All of the situation that I tried to enumerate above – and a lot of other things – constitutes a somewhat gradual – often hidden, but nevertheless massive – removal and destruction of the ability of a particular group of people to survive. This is what I am seeing here. The assassinations, rocket attacks and shooting of children are atrocities – but in focusing on them I’m terrified of missing their context. ??The vast majority of people here – even if they had the economic means to escape, even if they actually wanted to give up resisting on their land and just leave (which appears to be maybe the less nefarious of Sharon’s possible goals), can’t leave…they can’t even get into Israel to apply for visas, and because their destination countries won’t let them in (both our country and Arab countries).
When all means of survival is cut off in a pen (Gaza) which people can’t get out of, I think that qualifies as genocide.

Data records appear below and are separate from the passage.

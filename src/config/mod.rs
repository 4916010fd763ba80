//! # Configuration Management Module
//!
//! Handles all configuration aspects of Questline: the quest definition (name, level,
//! access policy, location sequence), backend connectivity, launch-time session
//! identity, storage paths, and logging.
//!
//! ## Configuration Structure
//!
//! - [`GameConfig`] - Quest name, level, access policy, and location sequence
//! - [`BackendConfig`] - Backend base URL, timeouts, trigger polling, report limits
//! - [`SessionConfig`] - Launch-provided identity (user, team, session token)
//! - [`StorageConfig`] - Data persistence settings
//! - [`LoggingConfig`] - Logging settings
//!
//! ## Configuration File Format
//!
//! Questline uses TOML:
//!
//! ```toml
//! [game]
//! name = "Cyber Village Quest"
//! level = 1
//! access_policy = "named-prerequisite"
//!
//! [backend]
//! base_url = "https://quest.example.com/api"
//! timeout_seconds = 10
//!
//! [session]
//! team_id = "team-blue"
//! auth_token = "opaque-launch-credential"
//! ```
//!
//! The location sequence may be overridden with `[[game.locations]]` tables; when
//! absent, the built-in six-location sequence is used.

use anyhow::{anyhow, Result};
use serde::{Deserialize, Serialize};
use tokio::fs;

use crate::quest::access::{AccessPolicy, LocationGraph, LocationSpec};

/// Main configuration structure
#[derive(Debug, Clone, Serialize, Deserialize)]
pub struct Config {
    pub game: GameConfig,
    #[serde(default)]
    pub backend: BackendConfig,
    #[serde(default)]
    pub session: SessionConfig,
    pub storage: StorageConfig,
    pub logging: LoggingConfig,
}

#[derive(Debug, Clone, Serialize, Deserialize)]
pub struct GameConfig {
    /// Display name of the quest.
    pub name: String,
    /// Difficulty/campaign level reported with mission events.
    pub level: u32,
    /// Location access policy: "named-prerequisite" or "prefix-count".
    /// Invalid values fall back to "named-prerequisite".
    #[serde(default = "default_access_policy")]
    pub access_policy: String,
    /// Ordered location sequence; empty means the built-in sequence.
    #[serde(default)]
    pub locations: Vec<LocationConfig>,
}

fn default_access_policy() -> String {
    "named-prerequisite".to_string()
}

#[derive(Debug, Clone, Serialize, Deserialize)]
pub struct LocationConfig {
    pub id: String,
    pub name: String,
    pub order: u32,
}

#[derive(Debug, Clone, Serialize, Deserialize)]
pub struct BackendConfig {
    /// Backend base URL. Unset means offline mode: every backend-dependent
    /// operation degrades to a local no-op/failure return.
    #[serde(default, skip_serializing_if = "Option::is_none")]
    pub base_url: Option<String>,
    /// Per-request timeout in seconds.
    pub timeout_seconds: u64,
    /// Interval between trigger evaluations in the run loop.
    pub trigger_poll_seconds: u64,
    /// Maximum detached event reports in flight; excess reports are dropped
    /// (delivery is at-most-once, best-effort by contract).
    pub max_inflight_reports: usize,
}

impl Default for BackendConfig {
    fn default() -> Self {
        Self {
            base_url: None,
            timeout_seconds: 10,
            trigger_poll_seconds: 15,
            max_inflight_reports: 8,
        }
    }
}

/// Launch-provided session identity. All fields optional: a missing user id gets a
/// locally generated fallback, a missing token leaves the session unauthenticated
/// (backend calls then fail closed).
#[derive(Debug, Clone, Serialize, Deserialize, Default)]
pub struct SessionConfig {
    #[serde(default, skip_serializing_if = "Option::is_none")]
    pub user_id: Option<String>,
    #[serde(default, skip_serializing_if = "Option::is_none")]
    pub team_id: Option<String>,
    #[serde(default, skip_serializing_if = "Option::is_none")]
    pub auth_token: Option<String>,
    /// Generate a random team id when none is provided (web-preview behavior).
    #[serde(default)]
    pub fallback_team: bool,
}

#[derive(Debug, Clone, Serialize, Deserialize)]
pub struct StorageConfig {
    pub data_dir: String,
}

#[derive(Debug, Clone, Serialize, Deserialize)]
pub struct LoggingConfig {
    pub level: String,
    #[serde(default, skip_serializing_if = "Option::is_none")]
    pub file: Option<String>,
}

impl GameConfig {
    /// Parse the configured access policy, falling back to named-prerequisite for
    /// unknown values.
    pub fn policy(&self) -> AccessPolicy {
        AccessPolicy::parse(&self.access_policy)
    }

    /// Build the location graph from configuration, or the built-in sequence when
    /// no locations are configured.
    pub fn location_graph(&self) -> LocationGraph {
        if self.locations.is_empty() {
            return LocationGraph::builtin();
        }
        let specs = self
            .locations
            .iter()
            .map(|l| LocationSpec {
                id: l.id.clone(),
                name: l.name.clone(),
                order: l.order,
            })
            .collect();
        LocationGraph::new(specs)
    }
}

impl Config {
    /// Load configuration from a file
    pub async fn load(path: &str) -> Result<Self> {
        let content = fs::read_to_string(path)
            .await
            .map_err(|e| anyhow!("Failed to read config file {}: {}", path, e))?;

        let config: Config = toml::from_str(&content)
            .map_err(|e| anyhow!("Failed to parse config file {}: {}", path, e))?;

        Ok(config)
    }

    /// Create a default configuration file
    pub async fn create_default(path: &str) -> Result<()> {
        let config = Config::default();
        let content = toml::to_string_pretty(&config)
            .map_err(|e| anyhow!("Failed to serialize default config: {}", e))?;

        fs::write(path, content)
            .await
            .map_err(|e| anyhow!("Failed to write config file {}: {}", path, e))?;

        Ok(())
    }
}

impl Default for Config {
    fn default() -> Self {
        Config {
            game: GameConfig {
                name: "Cyber Village Quest".to_string(),
                level: 1,
                access_policy: default_access_policy(),
                locations: Vec::new(),
            },
            backend: BackendConfig::default(),
            session: SessionConfig::default(),
            storage: StorageConfig {
                data_dir: "./data".to_string(),
            },
            logging: LoggingConfig {
                level: "info".to_string(),
                file: Some("questline.log".to_string()),
            },
        }
    }
}

#[cfg(test)]
mod tests {
    use super::*;

    #[test]
    fn default_config_round_trips_through_toml() {
        let config = Config::default();
        let serialized = toml::to_string_pretty(&config).unwrap();
        let parsed: Config = toml::from_str(&serialized).unwrap();
        assert_eq!(parsed.game.name, config.game.name);
        assert_eq!(parsed.backend.timeout_seconds, config.backend.timeout_seconds);
        assert_eq!(parsed.logging.level, "info");
        assert!(parsed.backend.base_url.is_none());
    }

    #[test]
    fn minimal_config_uses_section_defaults() {
        let toml_src = r#"
            [game]
            name = "Test Quest"
            level = 2

            [storage]
            data_dir = "./data"

            [logging]
            level = "debug"
        "#;
        let config: Config = toml::from_str(toml_src).unwrap();
        assert_eq!(config.game.access_policy, "named-prerequisite");
        assert!(config.game.locations.is_empty());
        assert_eq!(config.backend.trigger_poll_seconds, 15);
        assert!(config.session.auth_token.is_none());
        assert!(!config.session.fallback_team);
    }

    #[test]
    fn invalid_access_policy_falls_back() {
        let game = GameConfig {
            name: "q".to_string(),
            level: 1,
            access_policy: "strictest".to_string(),
            locations: Vec::new(),
        };
        assert_eq!(game.policy(), AccessPolicy::NamedPrerequisite);
    }

    #[test]
    fn configured_locations_override_builtin() {
        let game = GameConfig {
            name: "q".to_string(),
            level: 1,
            access_policy: default_access_policy(),
            locations: vec![
                LocationConfig {
                    id: "alpha".to_string(),
                    name: "Alpha".to_string(),
                    order: 1,
                },
                LocationConfig {
                    id: "beta".to_string(),
                    name: "Beta".to_string(),
                    order: 2,
                },
            ],
        };
        let graph = game.location_graph();
        assert_eq!(graph.len(), 2);
        assert_eq!(graph.start_location().map(|l| l.id.as_str()), Some("alpha"));
    }
}
//! The quest engine: one explicitly constructed context object owning session,
//! progress, access control, hint rationing, triggers, and the sync gateway.
//!
//! Every operation follows the same shape: validate locally, commit the local
//! mutation (in memory + store) with no await point in between, then notify the
//! backend. Request/response calls (mission text, hints, passwords) suspend the
//! caller; event reports are detached and never block the local transition.

use std::path::Path;
use std::sync::Arc;

use chrono::{DateTime, Utc};
use log::{info, warn};

use crate::config::Config;
use crate::quest::access::{can_access, AccessPolicy, LocationGraph};
use crate::quest::errors::QuestError;
use crate::quest::events::GameEvent;
use crate::quest::hints::HintRationer;
use crate::quest::progress::Progress;
use crate::quest::session::SessionContext;
use crate::quest::sync::{PasswordVerdict, SyncGateway};
use crate::quest::triggers::{TriggerFire, TriggerScheduler};
use crate::storage::ProgressStore;

/// Engine for one player session. Constructed at session start, dropped at
/// session end; there is no global instance.
pub struct QuestEngine {
    name: String,
    level: u32,
    session: Arc<SessionContext>,
    gateway: SyncGateway,
    store: ProgressStore,
    progress: Progress,
    graph: LocationGraph,
    policy: AccessPolicy,
    rationer: HintRationer,
    scheduler: TriggerScheduler,
}

impl QuestEngine {
    /// Build the engine from configuration: open the store, load prior progress,
    /// resolve the session identity. No network traffic happens here.
    pub fn new(config: &Config) -> Result<Self, QuestError> {
        let session = Arc::new(SessionContext::from_config(&config.session));
        let gateway = SyncGateway::new(config.backend.clone(), Arc::clone(&session));
        let graph = config.game.location_graph();
        let policy = config.game.policy();
        let store = ProgressStore::open(Path::new(&config.storage.data_dir).join("progress"))?;
        let progress = Progress::load(&store, &graph);
        info!(
            "engine ready: {} locations, policy {}, user {}",
            graph.len(),
            policy.as_str(),
            session.user_id()
        );
        Ok(Self {
            name: config.game.name.clone(),
            level: config.game.level,
            session,
            gateway,
            store,
            progress,
            graph,
            policy,
            rationer: HintRationer::default(),
            scheduler: TriggerScheduler::default(),
        })
    }

    /// Fetch trigger definitions from the backend, once per session. Best
    /// effort: offline or unauthenticated sessions simply run without triggers.
    pub async fn load_triggers(&mut self) {
        match self.gateway.fetch_triggers().await {
            Ok(triggers) => self.scheduler = TriggerScheduler::new(triggers),
            Err(e) => warn!("running without triggers: {}", e),
        }
    }

    pub fn session(&self) -> &SessionContext {
        &self.session
    }

    pub fn progress(&self) -> &Progress {
        &self.progress
    }

    pub fn graph(&self) -> &LocationGraph {
        &self.graph
    }

    pub fn policy(&self) -> AccessPolicy {
        self.policy
    }

    /// Reachability of a location under the configured policy.
    pub fn can_access(&self, location_id: &str) -> bool {
        can_access(&self.graph, self.policy, &self.progress, location_id)
    }

    /// Quest-completion predicate under the configured policy.
    pub fn is_quest_complete(&self) -> bool {
        self.progress.is_complete(self.policy, self.graph.len())
    }

    pub fn hints_left(&self) -> u32 {
        self.rationer.hints_left(&self.progress)
    }

    /// Start the mission. Returns false when the game was already started.
    pub fn start_game(&mut self) -> bool {
        if self.progress.game_started {
            return false;
        }
        self.progress.start_game(&self.store);
        self.gateway.spawn_report(GameEvent::MissionStarted {
            level: self.level,
            team_id: self.session.team_id().map(str::to_string),
        });
        true
    }

    /// Move to a location. The local transition commits first; the mission
    /// briefing is then fetched and returned when the backend is reachable.
    pub async fn enter_location(&mut self, id: &str) -> Result<Option<String>, QuestError> {
        let name = match self.graph.get(id) {
            Some(spec) => spec.name.clone(),
            None => return Err(QuestError::UnknownLocation(id.to_string())),
        };
        if !self.can_access(id) {
            return Err(QuestError::LocationLocked(name));
        }

        self.progress.set_current_location(&self.store, id);
        self.gateway.spawn_report(GameEvent::LocationChanged {
            location: id.to_string(),
        });

        match self.gateway.fetch_mission(id).await {
            Ok(mission) => Ok(Some(mission)),
            Err(e) => {
                warn!("mission briefing unavailable for {}: {}", id, e);
                Ok(None)
            }
        }
    }

    /// Submit a password for the current location. On a successful verdict the
    /// location is completed, the amulet collected, and completion events
    /// reported.
    pub async fn submit_password(&mut self, password: &str) -> Result<PasswordVerdict, QuestError> {
        let location = self.progress.current_location.clone();
        let verdict = self.gateway.check_password(&location, password).await?;
        if verdict.success {
            self.complete_location(&location);
        }
        Ok(verdict)
    }

    fn complete_location(&mut self, location: &str) {
        let was_complete = self.is_quest_complete();

        self.progress.mark_location_completed(&self.store, location);
        if self.progress.collect_item(&self.store, location) {
            self.gateway.spawn_report(GameEvent::AmuletCollected {
                amulet_number: self.progress.collected.len(),
                location: location.to_string(),
            });
        }

        if !was_complete && self.is_quest_complete() {
            info!("quest complete: {}", self.name);
            self.gateway.spawn_report(GameEvent::MissionCompleted {
                amulets: self.progress.collected.len(),
                level: self.level,
                locations: self.progress.completed.len(),
            });
        }
    }

    /// Request a hint for the current location. The budget is consumed locally
    /// first (and stays consumed if the backend call then fails: local state
    /// commits before the network round trip).
    pub async fn request_hint(&mut self) -> Result<String, QuestError> {
        if !self.rationer.use_hint(&mut self.progress, &self.store) {
            return Err(QuestError::HintsExhausted);
        }
        let location = self.progress.current_location.clone();
        self.gateway
            .request_hint(&location, self.progress.hints_used)
            .await
    }

    /// Evaluate triggers against `now`, returning the ones that fired.
    pub fn poll_triggers(&mut self, now: DateTime<Utc>) -> Vec<TriggerFire> {
        self.scheduler.evaluate(now)
    }

    /// Clear all progress back to a fresh session.
    pub fn reset(&mut self) {
        self.progress.reset(&self.store, &self.graph);
    }

    /// Human-readable progress summary for the console.
    pub fn status_summary(&self) -> String {
        let mut out = format!("=== {} ===\n", self.name);
        out.push_str(&format!("Policy: {}\n", self.policy.as_str()));
        out.push_str(&format!(
            "Started: {}\n",
            if self.progress.game_started { "yes" } else { "no" }
        ));
        let position = self
            .graph
            .get(&self.progress.current_location)
            .map(|l| l.name.as_str())
            .unwrap_or(self.progress.current_location.as_str());
        out.push_str(&format!("Current location: {}\n", position));
        out.push_str(&format!(
            "Completed: {}/{}\n",
            self.progress.completed.len(),
            self.graph.len()
        ));
        out.push_str(&format!("Amulets: {}\n", self.progress.collected.len()));
        out.push_str(&format!("Hints left: {}\n", self.hints_left()));
        for location in self.graph.iter() {
            let marker = if self.progress.completed.contains(&location.id) {
                "x"
            } else {
                " "
            };
            let lock = if self.can_access(&location.id) {
                ""
            } else {
                "  (locked)"
            };
            out.push_str(&format!("[{}] {}{}\n", marker, location.name, lock));
        }
        if self.is_quest_complete() {
            out.push_str("Quest complete!\n");
        }
        out
    }
}

#[cfg(test)]
mod tests {
    use super::*;
    use crate::config::{Config, StorageConfig};
    use tempfile::TempDir;

    fn offline_config(dir: &TempDir) -> Config {
        Config {
            storage: StorageConfig {
                data_dir: dir.path().to_string_lossy().into_owned(),
            },
            ..Config::default()
        }
    }

    #[tokio::test]
    async fn start_game_is_one_shot() {
        let dir = TempDir::new().expect("tempdir");
        let mut engine = QuestEngine::new(&offline_config(&dir)).expect("engine");
        assert!(engine.start_game());
        assert!(!engine.start_game());
        assert!(engine.progress().game_started);
    }

    #[tokio::test]
    async fn enter_location_commits_locally_when_offline() {
        let dir = TempDir::new().expect("tempdir");
        let mut engine = QuestEngine::new(&offline_config(&dir)).expect("engine");

        // Backend unconfigured: no mission text, but the move still commits.
        let mission = engine.enter_location("gates").await.expect("enter");
        assert!(mission.is_none());
        assert_eq!(engine.progress().current_location, "gates");
    }

    #[tokio::test]
    async fn locked_location_is_rejected_before_any_mutation() {
        let dir = TempDir::new().expect("tempdir");
        let mut engine = QuestEngine::new(&offline_config(&dir)).expect("engine");

        let result = engine.enter_location("lair").await;
        assert!(matches!(result, Err(QuestError::LocationLocked(_))));
        assert_eq!(engine.progress().current_location, "gates");

        let result = engine.enter_location("atlantis").await;
        assert!(matches!(result, Err(QuestError::UnknownLocation(_))));
    }

    #[tokio::test]
    async fn password_requires_authentication() {
        let dir = TempDir::new().expect("tempdir");
        let mut engine = QuestEngine::new(&offline_config(&dir)).expect("engine");
        let result = engine.submit_password("opensesame").await;
        assert!(matches!(result, Err(QuestError::Unauthorized)));
        assert!(engine.progress().completed.is_empty());
    }

    #[tokio::test]
    async fn hint_budget_is_consumed_before_the_network() {
        let dir = TempDir::new().expect("tempdir");
        let mut engine = QuestEngine::new(&offline_config(&dir)).expect("engine");

        // Unauthenticated: the backend call fails, but the budget was consumed
        // first (local state commits before the round trip).
        for expected_left in [2, 1, 0] {
            let result = engine.request_hint().await;
            assert!(matches!(result, Err(QuestError::Unauthorized)));
            assert_eq!(engine.hints_left(), expected_left);
        }
        let result = engine.request_hint().await;
        assert!(matches!(result, Err(QuestError::HintsExhausted)));
        assert_eq!(engine.hints_left(), 0);
    }

    #[tokio::test]
    async fn reset_clears_everything() {
        let dir = TempDir::new().expect("tempdir");
        let mut engine = QuestEngine::new(&offline_config(&dir)).expect("engine");
        engine.start_game();
        engine.enter_location("gates").await.expect("enter");
        let _ = engine.request_hint().await;

        engine.reset();

        assert!(!engine.progress().game_started);
        assert_eq!(engine.progress().current_location, "gates");
        assert_eq!(engine.hints_left(), 3);
    }

    #[tokio::test]
    async fn status_summary_marks_locked_locations() {
        let dir = TempDir::new().expect("tempdir");
        let engine = QuestEngine::new(&offline_config(&dir)).expect("engine");
        let summary = engine.status_summary();
        assert!(summary.contains("Cyber Village Quest"));
        assert!(summary.contains("[ ] Virus Lair  (locked)"));
        assert!(summary.contains("Hints left: 3"));
    }
}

Even if they could get out, I think it would still qualify as genocide. Maybe you could look up the definition of genocide according to international law.
When I come back from Palestine, I probably will have nightmares and constantly feel guilty for not being here, but I can channel that into more work.
Coming here is one of the better things I’ve ever done. So when I sound crazy, or if the Israeli military should break with their racist tendency not to injure white people, please pin the reason squarely on the fact that I am in the midst of a genocide which I am also indirectly supporting, and for which my government is largely responsible."